Os juros da dívida portuguesa estavam hoje a cair a dois anos e a subir a cinco e a dez anos em relação a terça-feira.

De acordo com a Lusa, os juros da dívida portuguesa a dez anos estavam a subir para 2,051%, contra 1,970% na terça-feira. O atual mínimo de sempre é 1,560% e foi registado a 13 de março.

Os juros a cinco anos também estavam a subir, para 0,911%, contra 0,899% na terça-feira e o mínimo de sempre, de 0,749%, a 10 de abril.

Em sentido contrário, os juros a dois anos estavam a cair para 0,044%, contra 0,060% na terça-feira e o mínimo de sempre, 0,013%, a 13 de abril.
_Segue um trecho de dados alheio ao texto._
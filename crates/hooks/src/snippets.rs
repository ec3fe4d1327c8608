//! Embedded `jq -n` filters that build hook definitions.
//!
//! Installer and hook scripts often assemble the JSON they register with
//! the host through `jq -n --arg cmd "$CMD" '{type: "command", command: $cmd}'`.
//! The filter is the single-quoted argument; it may span several lines.

use crate::line_at;

/// A `jq` filter found in a script, with the 1-based line of the `jq` call.
#[derive(Debug, Clone, PartialEq, Eq)]
pub struct EmbeddedSnippet {
    pub filter: String,
    pub line: usize,
}

/// Filters passed to `jq -n` (or `--null-input`) that mention a `type` or
/// `matcher` key. Other jq calls cannot describe a hook and are skipped.
pub fn extract_embedded_json_snippets(text: &str) -> Vec<EmbeddedSnippet> {
    let mut snippets = Vec::new();
    let mut cursor = 0;

    while let Some(offset) = text[cursor..].find("jq") {
        let start = cursor + offset;
        cursor = start + 2;

        let before = text[..start].chars().next_back();
        let after = text[cursor..].chars().next();
        if before.is_some_and(is_word_char) || !after.is_some_and(|c| c == ' ' || c == '\t') {
            continue;
        }

        let Some(open) = text[cursor..].find('\'') else {
            break;
        };
        let args = &text[cursor..cursor + open];
        if !is_single_command(args) || !has_null_input(args) {
            continue;
        }

        let body = cursor + open + 1;
        let Some(close) = text[body..].find('\'') else {
            break;
        };
        let filter = &text[body..body + close];
        cursor = body + close + 1;

        if declares_hook_field(filter) {
            snippets.push(EmbeddedSnippet {
                filter: filter.to_string(),
                line: line_at(text, start),
            });
        }
    }

    snippets
}

fn is_word_char(c: char) -> bool {
    c.is_ascii_alphanumeric() || matches!(c, '_' | '-' | '.')
}

/// The flags before the filter belong to one shell command: newlines are
/// escaped and no separator or pipe intervenes.
fn is_single_command(args: &str) -> bool {
    let mut lines = args.split('\n').collect::<Vec<_>>();
    lines.pop();
    lines.iter().all(|line| line.trim_end().ends_with('\\'))
        && !args.contains([';', '|', '&', '>', '<'])
}

fn has_null_input(args: &str) -> bool {
    args.split_whitespace().any(|token| {
        token == "--null-input"
            || (token.starts_with('-')
                && !token.starts_with("--")
                && token[1..].chars().all(|c| c.is_ascii_alphabetic())
                && token.contains('n'))
    })
}

fn declares_hook_field(filter: &str) -> bool {
    ["type", "matcher"].iter().any(|key| {
        filter.match_indices(key).any(|(idx, _)| {
            let before = filter[..idx].chars().next_back();
            let rest = filter[idx + key.len()..].trim_start_matches('"').trim_start();
            !before.is_some_and(|c| c.is_alphanumeric() || matches!(c, '_' | '.' | '$'))
                && rest.starts_with(':')
        })
    })
}

enum Scope {
    Code { depth: usize },
    Str,
}

/// Replace every jq variable reference outside string text with a neutral
/// string literal, so the filter evaluates without `--arg` bindings.
///
/// String interpolations (`"\($x)"`) are code and are rewritten too.
/// Variables named like a timeout become a number instead, keeping a
/// parameterized `timeout` field numeric. Object shorthand (`{$cmd}`) is
/// expanded to `cmd: <placeholder>` so the key survives.
pub fn substitute_placeholders(filter: &str) -> String {
    let mut out = String::with_capacity(filter.len());
    let mut scopes = vec![Scope::Code { depth: 0 }];
    // Open `{` and `[` in code, innermost last.
    let mut brackets = Vec::new();
    let mut chars = filter.chars().peekable();

    while let Some(c) = chars.next() {
        match scopes.last_mut() {
            Some(Scope::Str) => {
                out.push(c);
                match c {
                    '\\' => {
                        if let Some(next) = chars.next() {
                            out.push(next);
                            if next == '(' {
                                scopes.push(Scope::Code { depth: 0 });
                            }
                        }
                    },
                    '"' => {
                        scopes.pop();
                    },
                    _ => {},
                }
            },
            Some(Scope::Code { depth }) => match c {
                '"' => {
                    out.push(c);
                    scopes.push(Scope::Str);
                },
                '(' => {
                    *depth += 1;
                    out.push(c);
                },
                '{' | '[' => {
                    brackets.push(c);
                    out.push(c);
                },
                '}' | ']' => {
                    brackets.pop();
                    out.push(c);
                },
                ')' => {
                    if *depth > 0 {
                        *depth -= 1;
                    } else if scopes.len() > 1 {
                        scopes.pop();
                    }
                    out.push(c);
                },
                '$' => {
                    let mut name = String::new();
                    while let Some(&next) = chars.peek() {
                        let continues = next.is_ascii_alphanumeric()
                            || next == '_'
                            || (next == '.' && name == "ENV");
                        if !continues {
                            break;
                        }
                        name.push(next);
                        chars.next();
                    }
                    if name.is_empty() {
                        out.push('$');
                        continue;
                    }
                    let shorthand = brackets.last() == Some(&'{')
                        && !name.contains('.')
                        && out.trim_end().ends_with(['{', ',']);
                    if shorthand {
                        out.push_str(&format!("{name}: "));
                    }
                    if name.to_ascii_lowercase().contains("timeout") {
                        out.push_str("60");
                    } else {
                        out.push_str(&format!("\"<{name}>\""));
                    }
                },
                _ => out.push(c),
            },
            None => out.push(c),
        }
    }

    out
}
//! Output-contract lint for classified hook scripts.
//!
//! Every rule here is a text heuristic and reports warnings only. The rules
//! follow what the host actually reads from a hook's JSON output for each
//! event:
//!
//! - Stop and SubagentStop: `{"decision": "block"}` keeps the session
//!   running, so it must be paired with a `stop_hook_active` check, and a
//!   script that only notifies or summarizes should not block at all.
//! - PreToolUse: the structured `permissionDecision` replaces the legacy
//!   `decision: approve|block` field.
//! - PostToolUse: only `decision` and `reason` are observed. Anything else
//!   the script prints is computed and then dropped.

use std::{collections::BTreeSet, path::Path};

use {
    regcheck_common::{Finding, Location, Section},
    regex::Regex,
};

use crate::{classify::HookClassification, error::Result, event::HookEvent, line_at};

/// Fields the host reads from PostToolUse output.
const POST_TOOL_OBSERVED: &[&str] = &["decision", "reason"];

/// Fields that are valid in any hook output and carry no PostToolUse payload.
const INERT_FIELDS: &[&str] = &[
    "continue",
    "suppressOutput",
    "stopReason",
    "systemMessage",
    "hookSpecificOutput",
    "hookEventName",
    "additionalContext",
];

pub struct OutputLinter {
    block: Regex,
    legacy_decision: Regex,
    informational: Regex,
    continuation: Regex,
    emitted_key: Regex,
}

impl OutputLinter {
    pub fn new() -> Result<Self> {
        Ok(Self {
            block: Regex::new(r#"["']?\bdecision["']?\s*[:=]\s*["']block["']"#)?,
            legacy_decision: Regex::new(r#"["']?\bdecision["']?\s*[:=]\s*["'](approve|block)["']"#)?,
            informational: Regex::new(
                r"(?i)\b(notif(y|ies|ication|ications)|summar(y|ies|ize|ise)|announce|speak|text[- ]to[- ]speech)\b",
            )?,
            continuation: Regex::new(
                r"(?i)\b(continue|continuing|keep (going|working)|loop|iterat\w*|unfinished|incomplete|remaining|not (yet )?(done|finished|complete))\b",
            )?,
            emitted_key: Regex::new(r#"["']([A-Za-z_][A-Za-z0-9_]*)["']\s*:"#)?,
        })
    }

    pub fn lint(&self, hook: &HookClassification, text: &str, root: &Path) -> Vec<Finding> {
        let Some(event) = hook.event else {
            return Vec::new();
        };
        let at = |line: usize| Location::relative(root, &hook.hook_file.path, Some(line));

        match event {
            HookEvent::Stop | HookEvent::SubagentStop => self.lint_stop(event, text, at),
            HookEvent::PreToolUse => self.lint_pre_tool(text, at),
            HookEvent::PostToolUse => self.lint_post_tool(text, at),
            _ => Vec::new(),
        }
    }

    fn lint_stop(
        &self,
        event: HookEvent,
        text: &str,
        at: impl Fn(usize) -> Location,
    ) -> Vec<Finding> {
        let Some(block) = self.block.find(text) else {
            return Vec::new();
        };
        let location = at(line_at(text, block.start()));
        let mut findings = Vec::new();

        if !text.contains("stop_hook_active") {
            findings.push(
                Finding::warning(
                    Section::HookOutput,
                    format!(
                        "{event} hook blocks without checking `stop_hook_active`; it can \
                         re-trigger itself forever"
                    ),
                )
                .at(location.clone()),
            );
        }

        if self.informational.is_match(text) && !self.continuation.is_match(text) {
            findings.push(
                Finding::warning(
                    Section::HookOutput,
                    format!(
                        "{event} hook reads as informational but returns `decision: block`, \
                         which prevents the session from ending"
                    ),
                )
                .at(location),
            );
        }

        findings
    }

    fn lint_pre_tool(&self, text: &str, at: impl Fn(usize) -> Location) -> Vec<Finding> {
        if text.contains("permissionDecision") {
            return Vec::new();
        }
        let Some(found) = self.legacy_decision.find(text) else {
            return Vec::new();
        };
        vec![
            Finding::warning(
                Section::HookOutput,
                "PreToolUse hook uses the deprecated `decision` field; emit \
                 `hookSpecificOutput.permissionDecision` instead",
            )
            .at(at(line_at(text, found.start()))),
        ]
    }

    fn lint_post_tool(&self, text: &str, at: impl Fn(usize) -> Location) -> Vec<Finding> {
        let mut reported = BTreeSet::new();
        let mut findings = Vec::new();

        for caps in self.emitted_key.captures_iter(text) {
            let Some(key) = caps.get(1) else {
                continue;
            };
            let name = key.as_str();
            if POST_TOOL_OBSERVED.contains(&name)
                || INERT_FIELDS.contains(&name)
                || !reported.insert(name)
            {
                continue;
            }

            let line = line_at(text, key.start());
            let source = text.lines().nth(line - 1).unwrap_or_default().trim();
            findings.push(
                Finding::warning(
                    Section::HookOutput,
                    format!(
                        "PostToolUse output field `{name}` is ignored by the host (only \
                         `decision` and `reason` are read): {source}"
                    ),
                )
                .at(at(line)),
            );
        }

        findings
    }
}

/// Advisory for an executable script no tier could classify.
pub fn unclassified_entry_point(hook: &HookClassification, root: &Path) -> Finding {
    Finding::warning(
        Section::HookOutput,
        format!(
            "hook script `{}` has an entry point but no registration, filename or content \
             marker identifies its event; output checks were skipped",
            hook.hook_file.filename
        ),
    )
    .at(Location::relative(root, &hook.hook_file.path, None))
}

#[allow(clippy::unwrap_used, clippy::expect_used)]
#[cfg(test)]
mod tests {
    use {
        super::*,
        crate::{
            classify::ClassificationTier,
            inventory::{HookFile, ScriptLanguage},
        },
        std::path::PathBuf,
    };

    fn classified(event: HookEvent) -> HookClassification {
        HookClassification {
            hook_file: HookFile {
                path: PathBuf::from("/repo/plugins/a/hooks/hook.py"),
                owning_plugin: "a".into(),
                filename: "hook.py".into(),
                language: ScriptLanguage::Python,
            },
            event: Some(event),
            tier: ClassificationTier::Filename,
        }
    }

    fn lint(event: HookEvent, text: &str) -> Vec<Finding> {
        OutputLinter::new()
            .unwrap()
            .lint(&classified(event), text, Path::new("/repo"))
    }

    #[test]
    fn stop_block_without_guard_warns() {
        let text = "import json\n\nprint(json.dumps({\"decision\": \"block\", \"reason\": \"keep going\"}))\n";
        let findings = lint(HookEvent::Stop, text);
        assert_eq!(findings.len(), 1);
        assert!(findings[0].message.contains("stop_hook_active"));
        assert_eq!(
            findings[0].location.as_ref().unwrap().to_string(),
            "plugins/a/hooks/hook.py:3"
        );
    }

    #[test]
    fn guarded_stop_block_is_clean() {
        let text = "if data.get('stop_hook_active'):\n    sys.exit(0)\nprint(json.dumps({'decision': 'block', 'reason': 'tests still failing, continue'}))\n";
        assert!(lint(HookEvent::SubagentStop, text).is_empty());
    }

    #[test]
    fn informational_stop_hook_that_blocks_warns() {
        let text = "# Send a desktop notification with a session summary\nif data['stop_hook_active']: exit()\nprint(json.dumps({'decision': 'block', 'reason': summary}))\n";
        let findings = lint(HookEvent::Stop, text);
        assert_eq!(findings.len(), 1);
        assert!(findings[0].message.contains("informational"));
    }

    #[test]
    fn legacy_pre_tool_decision_is_deprecated() {
        let findings = lint(HookEvent::PreToolUse, "out = {'decision': 'approve'}");
        assert_eq!(findings.len(), 1);
        assert!(findings[0].message.contains("deprecated"));

        let modern = "out = {'decision': 'approve', 'hookSpecificOutput': {'permissionDecision': 'allow'}}";
        assert!(lint(HookEvent::PreToolUse, modern).is_empty());
    }

    #[test]
    fn post_tool_invisible_fields_warn_once_each_with_source_line() {
        let text = "\
result = {\"decision\": \"block\", \"reason\": \"lint failed\"}
result2 = {\"output\": text, \"systemMessage\": \"x\"}
print(json.dumps({\"output\": more, \"details\": d}))
";
        let findings = lint(HookEvent::PostToolUse, text);
        let messages: Vec<_> = findings.iter().map(|f| f.message.as_str()).collect();
        assert_eq!(messages.len(), 2);
        assert!(messages[0].contains("`output`"));
        assert!(messages[0].ends_with("result2 = {\"output\": text, \"systemMessage\": \"x\"}"));
        assert!(messages[1].contains("`details`"));
        assert_eq!(findings[1].location.as_ref().unwrap().line, Some(3));
        assert!(findings.iter().all(|f| !f.is_error()));
    }

    #[test]
    fn unknown_event_is_not_linted() {
        let mut hook = classified(HookEvent::Stop);
        hook.event = None;
        let linter = OutputLinter::new().unwrap();
        assert!(linter
            .lint(&hook, "{'decision': 'block'}", Path::new("/repo"))
            .is_empty());
        assert!(!unclassified_entry_point(&hook, Path::new("/repo")).is_error());
    }
}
Depois de ter iniciado a 09 de março um programa sem precedentes de compra de dívidas soberanas e privadas, que vai permitir injetar 60 mil milhões de euros por mês, até, pelo menos, setembro de 2016, na economia da zona euro na esperança de a redinamizar, o Banco Central Europeu (BCE) manteve na quarta-feira de novo as taxas de juro inalteradas em mínimos.

Os efeitos do programa fizeram sentir-se, por antecipação, nas taxas de juro das dívidas soberanas, que evoluem em sentido inverso ao da procura e têm renovado mínimos diariamente. Algumas das taxas tornaram-se negativas nos prazos mais curtos, ou seja, os investidores estão dispostos a pagar para deter estes títulos considerados muito seguros.

A 17 de maio de 2014, Portugal abandonou oficialmente o resgate sem qualquer programa cautelar.

O programa de ajustamento pedido por Portugal à 'troika' (Comissão Europeia, Banco Central Europeu e Fundo Monetário Internacional), no valor de 78 mil milhões de euros, esteve em vigor durante cerca de três anos.

Os juros da dívida soberana da Irlanda estavam a cair a dois anos e a subir a cinco e dez anos, enquanto os de Itália e de Espanha estavam a subir em todos prazos.

Em relação aos juros da Grécia, estes estavam a subir a dois e dez anos, para valores em torno dos 20,5%e 11,1%.